• EXERCISE OBJECTIVE
Report each line from the listing that the string "None" appears in.

****************

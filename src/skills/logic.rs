//! Skill caps, skill-up rolls, dodge, and ability proc math.
//!
//! All functions are pure apart from the random draws, which come from the
//! caller's generator.

use super::types::{AbilityDefinition, SkillKind, SkillRecord, SkillSet};
use crate::core::settings::Settings;
use rand::Rng;

/// Maximum value any skill may reach at `level`.
pub fn skill_cap(level: u32, settings: &Settings) -> u32 {
    level
        .saturating_add(settings.skill_cap_level_bonus)
        .saturating_mul(settings.skill_cap_level_multiplier)
}

/// Chance (0..1) that a skill at `current` out of `cap` improves on use.
///
/// Five tiers keyed on `current / cap`; the closer to cap, the slower.
pub fn skill_up_chance(current: u32, cap: u32, settings: &Settings) -> f64 {
    if cap == 0 || current >= cap {
        return 0.0;
    }
    let ratio = current as f64 / cap as f64;
    let tier = settings
        .skill_up_thresholds
        .iter()
        .position(|threshold| ratio >= *threshold)
        .unwrap_or(settings.skill_up_thresholds.len());
    settings.skill_up_chances[tier]
}

/// Rolls a skill-up without mutating anything. Returns the new value on
/// success. A skill already at cap never improves.
pub fn roll_skill_up(record: &SkillRecord, settings: &Settings, rng: &mut impl Rng) -> Option<u32> {
    if record.is_capped() {
        return None;
    }
    let chance = skill_up_chance(record.current, record.max, settings);
    if rng.gen::<f64>() < chance {
        Some(record.current + 1)
    } else {
        None
    }
}

/// Rolls a skill-up and applies it to `record`. Returns true on success.
pub fn try_skill_up(record: &mut SkillRecord, settings: &Settings, rng: &mut impl Rng) -> bool {
    match roll_skill_up(record, settings, rng) {
        Some(value) => {
            record.current = value;
            true
        }
        None => false,
    }
}

/// Sets every skill's cap for `level`, clamping current values down.
pub fn recompute_caps(skills: &mut SkillSet, level: u32, settings: &Settings) {
    let cap = skill_cap(level, settings);
    for (_, record) in skills.iter_mut() {
        record.set_max(cap);
    }
}

/// Builds a fresh skill set for the given kinds, all at 0 with the level's cap.
pub fn starting_skills(kinds: &[SkillKind], level: u32, settings: &Settings) -> SkillSet {
    let cap = skill_cap(level, settings);
    let mut skills = SkillSet::new();
    for kind in kinds {
        skills.insert(*kind, SkillRecord::new(0, cap));
    }
    skills
}

/// Chance (0..1) to dodge an incoming attack.
pub fn dodge_chance(dodge_skill: u32, settings: &Settings) -> f64 {
    settings.dodge_base_chance
        + (dodge_skill as f64 / settings.dodge_skill_divisor).min(settings.dodge_max_bonus)
}

/// What the character currently has equipped, as far as ability
/// requirements care.
#[derive(Debug, Clone, Copy, Default, PartialEq, Eq)]
pub struct EquipmentShape {
    pub has_shield: bool,
    pub piercing_weapon: bool,
}

/// Whether the equipped gear satisfies an ability's requirements.
pub fn ability_eligible(ability: &AbilityDefinition, shape: EquipmentShape) -> bool {
    (!ability.requires_shield || shape.has_shield)
        && (!ability.requires_piercing_weapon || shape.piercing_weapon)
}

/// Chance (0..1) that an ability procs at the given skill value.
pub fn ability_proc_chance(ability: &AbilityDefinition, skill: u32, settings: &Settings) -> f64 {
    ability.base_proc_chance
        + (skill as f64 / settings.ability_skill_divisor).min(settings.ability_skill_bonus_cap)
}
//! Simulation configuration.

/// Configuration for a simulation run.
#[derive(Debug, Clone)]
pub struct SimConfig {
    /// Number of independent characters to simulate
    pub num_runs: u32,

    /// Random seed for reproducibility (None = random)
    pub seed: Option<u64>,

    /// Encounters (spawn to kill or death) per run
    pub encounters: u32,

    /// Rounds before an encounter is abandoned as a stalemate
    pub max_rounds_per_encounter: u32,

    pub race_id: String,
    pub class_id: String,
    pub camp_id: String,

    /// Merchant that buys the bags empty when they fill up (None = never sell)
    pub merchant_id: Option<String>,

    /// Whether to generate, accept, and turn in quests along the way
    pub simulate_quests: bool,

    /// Simulated wall-clock seconds per round, for the quest daily reset
    pub seconds_per_round: i64,
}

impl Default for SimConfig {
    fn default() -> Self {
        Self {
            num_runs: 100,
            seed: None,
            encounters: 200,
            max_rounds_per_encounter: 500,
            race_id: "human".to_string(),
            class_id: "warrior".to_string(),
            camp_id: "meadow_burrows".to_string(),
            merchant_id: Some("trader_jolen".to_string()),
            simulate_quests: true,
            seconds_per_round: 3,
        }
    }
}

impl SimConfig {
    /// Quick seeded config for tests and balance spot checks.
    pub fn quick(encounters: u32, seed: u64) -> Self {
        Self {
            num_runs: 1,
            seed: Some(seed),
            encounters,
            ..Default::default()
        }
    }
}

****************

• OUTPUT FOR THIS TASK
        return None;
        None
        None => false,
    /// Random seed for reproducibility (None = random)
    /// Merchant that buys the bags empty when they fill up (None = never sell)
            seed: None,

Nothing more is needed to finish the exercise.